The Court further found that the Louisiana courts had “improperly evaluated the materiality of each piece of evidence in isolation rather than cumulatively.”
“Even if the jury – armed with all of this new evidence – could have voted to convict Wearry, we have ‘no confidence that it would have done so,'” the Court concluded.
Child pornography enhancement
In a loss for the defense, the Supreme Court held that the child pornography sentencing enhancement contained in 18 U.S.C. Sec. 2252(b)(2) for defendants with a prior state conviction for “aggravated sexual abuse, sexual abuse, or abusive sexual conduct involving a minor or ward,” is not limited to prior offenses involving children.
The defendant had a prior conviction for sexual abuse of an adult girlfriend. He contended that the sentencing enhancement did not apply to him because the sexual abuse had to involve “a minor or ward.”
But the Court disagreed.
In Lockhart v. United States, decided March 1, the Court held that the “minor or ward” language applies only to the last clause in the statute. Prior convictions for “aggravated sexual abuse” or “sexual abuse” need not involve a child.
Stun guns protected by Second Amendment
In a defense win, the Supreme Court in Caetano v. Massachusetts, decided March 21, held that the Second Amendment protects the right to possess a “stun gun.”
Massachusetts courts had upheld the defendant's conviction for possession of a stun gun on grounds that such guns were not available when the Second Amendment was adopted, and were not generally used for military purposes.
But the Supreme Court, in a brief per curiam opinion, held that the Massachusetts courts' reasoning ran afoul of the high Court's decision in Heller.
The Second Amendment extends to arms “that were not in existence at the time of the founding,” the Court said. Further, “Heller rejected the proposition ‘that only those weapons useful in warfare are protected.'”
Counsel of choice
The Supreme Court in Luis v. United States, decided March 30, held that Sixth Amendment prohibits the government from freezing a defendant's legitimate, untainted assets before trial when this prevents the defendant from being able to hire counsel of their choice.
In a health-care fraud case, prosecutors sought before trial to freeze the defendant's assets under 18 U.S.C. Sec. 1345, which allows freezing assets “obtained as a result of” or “traceable” to the crime, or other “property of equivalent value.” The case involved the “property of equivalent value” section of the statute.

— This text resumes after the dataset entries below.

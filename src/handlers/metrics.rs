//! Prometheus exposition endpoint.

use axum::{
    extract::State,
    http::{HeaderMap, HeaderValue, StatusCode, header},
    response::{IntoResponse, Response},
};
use base64::{Engine as _, engine::general_purpose::STANDARD};
use subtle::ConstantTimeEq;

use crate::config::AppConfig;
use crate::error::{service_unavailable, unauthorized};
use crate::server::AppState;

const PROMETHEUS_CONTENT_TYPE: &str = "text/plain; version=0.0.4; charset=utf-8";

/// `true` when no metrics credentials are configured, or when the request
/// carries matching Basic credentials.
fn authorized(config: &AppConfig, headers: &HeaderMap) -> bool {
    if config.metrics_username.is_none() && config.metrics_password.is_none() {
        return true;
    }
    let expected_user = config.metrics_username.as_deref().unwrap_or_default();
    let expected_pass = config.metrics_password.as_deref().unwrap_or_default();

    let Some(decoded) = headers
        .get(header::AUTHORIZATION)
        .and_then(|v| v.to_str().ok())
        .and_then(|v| v.strip_prefix("Basic "))
        .and_then(|encoded| STANDARD.decode(encoded.trim()).ok())
        .and_then(|bytes| String::from_utf8(bytes).ok())
    else {
        return false;
    };
    let Some((user, pass)) = decoded.split_once(':') else {
        return false;
    };

    let user_ok: bool = user.as_bytes().ct_eq(expected_user.as_bytes()).into();
    let pass_ok: bool = pass.as_bytes().ct_eq(expected_pass.as_bytes()).into();
    user_ok & pass_ok
}

/// Prometheus metrics in text exposition format
#[utoipa::path(
    get,
    path = "/metrics",
    responses(
        (status = 200, description = "Metrics in Prometheus text format", body = String, content_type = "text/plain"),
        (status = 401, description = "Basic credentials required"),
        (status = 503, description = "No metrics recorder installed")
    ),
    tag = "health"
)]
pub async fn metrics(State(state): State<AppState>, headers: HeaderMap) -> Response {
    if !authorized(&state.config, &headers) {
        let mut response = unauthorized(Some("Metrics authentication required")).into_response();
        response.headers_mut().insert(
            header::WWW_AUTHENTICATE,
            HeaderValue::from_static("Basic realm=\"metrics\""),
        );
        return response;
    }

    let Some(handle) = state.metrics.as_ref() else {
        return service_unavailable("Metrics recorder is not installed").into_response();
    };

    let mut response = (StatusCode::OK, handle.render()).into_response();
    let headers = response.headers_mut();
    headers.insert(
        header::CONTENT_TYPE,
        HeaderValue::from_static(PROMETHEUS_CONTENT_TYPE),
    );
    headers.insert(header::CACHE_CONTROL, HeaderValue::from_static("no-store"));
    response
}

#[cfg(test)]
mod tests {
    use super::*;

    fn basic(user: &str, pass: &str) -> HeaderMap {
        let mut headers = HeaderMap::new();
        let value = format!("Basic {}", STANDARD.encode(format!("{user}:{pass}")));
        headers.insert(header::AUTHORIZATION, value.parse().unwrap());
        headers
    }

    #[test]
    fn open_when_no_credentials_are_configured() {
        assert!(authorized(&AppConfig::default(), &HeaderMap::new()));
    }

    #[test]
    fn configured_credentials_must_match() {
        let config = AppConfig {
            metrics_username: Some("scraper".to_string()),
            metrics_password: Some("s3cret".to_string()),
            ..Default::default()
        };

        assert!(authorized(&config, &basic("scraper", "s3cret")));
        assert!(!authorized(&config, &basic("scraper", "wrong")));
        assert!(!authorized(&config, &basic("other", "s3cret")));
        assert!(!authorized(&config, &HeaderMap::new()));

        let mut bearer = HeaderMap::new();
        bearer.insert(header::AUTHORIZATION, "Bearer abc".parse().unwrap());
        assert!(!authorized(&config, &bearer));
    }

    #[test]
    fn password_only_configuration_accepts_an_empty_user() {
        let config = AppConfig {
            metrics_password: Some("s3cret".to_string()),
            ..Default::default()
        };
        assert!(authorized(&config, &basic("", "s3cret")));
        assert!(!authorized(&config, &basic("", "nope")));
    }
}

The parties agreed that the assets sought to be frozen were not the result of the crime, and were “untainted.” Prosecutors claimed the assets could be frozen to ensure that money would be available for restitution in the event the defendant was convicted. The defendant, however, claimed she needed the assets to hire counsel.
In a four-justice plurality opinion, the result of which Justice Thomas endorsed in a separate concurrence, the Supreme Court held that the Sixth Amendment guarantees a defendant the right to hire an attorney of their choice, and that the government cannot seize legitimate, untainted assets when this prevents the defendant from doing so.
“[T]he property here is untainted; i.e., it belongs to the defendant, pure and simple,” the Court said. This “differs from a robber's loot, a drug seller's cocaine, a burglar's tools, or other property associated with the planning, implementation, or concealing of a crime.”
“How are defendants whose innocent assets are frozen in cases like these supposed to pay for a lawyer – particularly if they lack ‘tainted assets' because they are innocent, a class of defendants whom the right to counsel certainly seeks to protect?” the Court said, in rejecting the government's arguments.
The Court also noted that if it allowed freezing untainted assets, more defendants would have to rely on “publicly paid counsel, including overworked and underpaid public defenders.”